Screw you both. My child will be Kentucky Fried Cruelty.com. Followed up by GoVeg.com of course.
Sun Jun 24, 2007 8:53 pm
My kid is gonna be named petakills.
Mon Jun 25, 2007 10:55 am
Paul wrote:My kid is gonna be named petakills.
WIN!
Mon Jun 25, 2007 2:15 pm
Indeed. I have been potential-child-name PWNED.
Wed Jun 27, 2007 7:49 pm
My best friend wants to name her children:
Pip Pip Cheerio
and
Applejack
Both of which I'd rather be named than "4real" (see how I related it back to the topic there?

)
Thu Jun 28, 2007 12:45 am
I seriously feel bad for that kid. I think naming a child after a "product" is just awkward. Or naming a child using chatspeak, or numbers. So, any updates on the kid 4real?
Fri Jul 06, 2007 11:06 am
Oh my.
... and my girlfriend thinks kids would get picked on for having the names: Ragnar, Thor, Sven, Odin, or Halfdan.

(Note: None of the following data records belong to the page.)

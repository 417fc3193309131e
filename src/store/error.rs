//! Persistence error types.

use thiserror::Error;

use crate::types::AlarmId;

/// Errors that can occur while reading or writing persisted state.
#[derive(Debug, Error)]
pub enum StoreError {
    /// The data directory could not be created.
    #[error("データディレクトリの作成に失敗しました: {0}")]
    DirectoryCreation(String),

    /// A stored value could not be read.
    #[error("データの読み込みに失敗しました: {0}")]
    ReadFailed(String),

    /// A value could not be written.
    #[error("データの書き込みに失敗しました: {0}")]
    WriteFailed(String),

    /// A value could not be encoded.
    #[error("データの変換に失敗しました: {0}")]
    Serialization(String),

    /// No alarm with the given id exists.
    #[error("アラームが見つかりません: ID {0}")]
    AlarmNotFound(AlarmId),
}

impl StoreError {
    /// Returns true if this error came from the filesystem.
    #[must_use]
    pub fn is_io_error(&self) -> bool {
        matches!(
            self,
            Self::DirectoryCreation(_) | Self::ReadFailed(_) | Self::WriteFailed(_)
        )
    }

    /// Returns true if the requested alarm does not exist.
    #[must_use]
    pub fn is_not_found(&self) -> bool {
        matches!(self, Self::AlarmNotFound(_))
    }

    /// Returns a user-friendly suggestion for resolving this error.
    #[must_use]
    pub fn suggestion(&self) -> &'static str {
        match self {
            Self::DirectoryCreation(_) | Self::WriteFailed(_) => {
                "データディレクトリの書き込み権限を確認してください"
            }
            Self::ReadFailed(_) => "データファイルのアクセス権を確認してください",
            Self::Serialization(_) => "アプリケーションを再起動してください",
            Self::AlarmNotFound(_) => "focusclock alarm list でIDを確認してください",
        }
    }
}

Maybe this will help convince her!
Fri Jul 06, 2007 1:35 pm
I'm going to name my kid after myself. Gingerharpsealpup. All one word. I think it's lovely, don't you?
Fri Jul 06, 2007 2:12 pm
It'll be hard to fill in those little bubble sheets on standardized tests.
True story: I had a friend named Christopher in junior high school, and we took standardized bubble tests every year (this was long before No Child Left Behind, but most states did it anyway). Anywho, the bubble sheets only allowed 9 letters for first names.
We never did find out why this was, but I grew up in West Virginia, and Billy Ray is only 9 letters, as are Bobbi Sue and Sally Mae...
Back to the topic, every state-mandated test he ever took listed him as Christoph. And of course it threw his promotion from one grade to the next into a tizzy every year, because there was always a Christopher Smith (not his real last name) who hadn't taken the standardized test required for advancement, but this Christoph Smith kid seemed to do real well, despite not having any grades or being enrolled or even being a real person, and so every year he had to get the principal to write a letter and stick it in his permanent file saying that Christopher Smith and Christoph Smith were the same person.
Only in a bureaucracy would this happen every year. At the same school.
Fri Jul 06, 2007 4:18 pm
shapu wrote:It'll be hard to fill in those little bubble sheets on standardized tests.
True story: I had a friend named Christopher in junior high school, and we took standardized bubble tests every year (this was long before No Child Left Behind, but most states did it anyway). Anywho, the bubble sheets only allowed 9 letters for first names.
We never did find out why this was, but I grew up in West Virginia, and Billy Ray is only 9 letters, as are Bobbi Sue and Sally Mae...
In PA, there were only 8 spaces. I was Cassandr every year...my aunt actually told my mum that it was a reason to choose a different name for me, as she was always Elizabet on those tests and she hated it.
Fri Jul 06, 2007 6:23 pm
Cassi wrote:shapu wrote:It'll be hard to fill in those little bubble sheets on standardized tests.
True story: I had a friend named Christopher in junior high school, and we took standardized bubble tests every year (this was long before No Child Left Behind, but most states did it anyway). Anywho, the bubble sheets only allowed 9 letters for first names.
We never did find out why this was, but I grew up in West Virginia, and Billy Ray is only 9 letters, as are Bobbi Sue and Sally Mae...
In PA, there were only 8 spaces. I was Cassandr every year...my aunt actually told my mum that it was a reason to choose a different name for me, as she was always Elizabet on those tests and she hated it.

Now I'm grateful for only having a four-letter name. Weee.
Fri Jul 06, 2007 7:10 pm
Whenever I take my CAT test, my name is seemingly "Ashleig". No room for the H at all.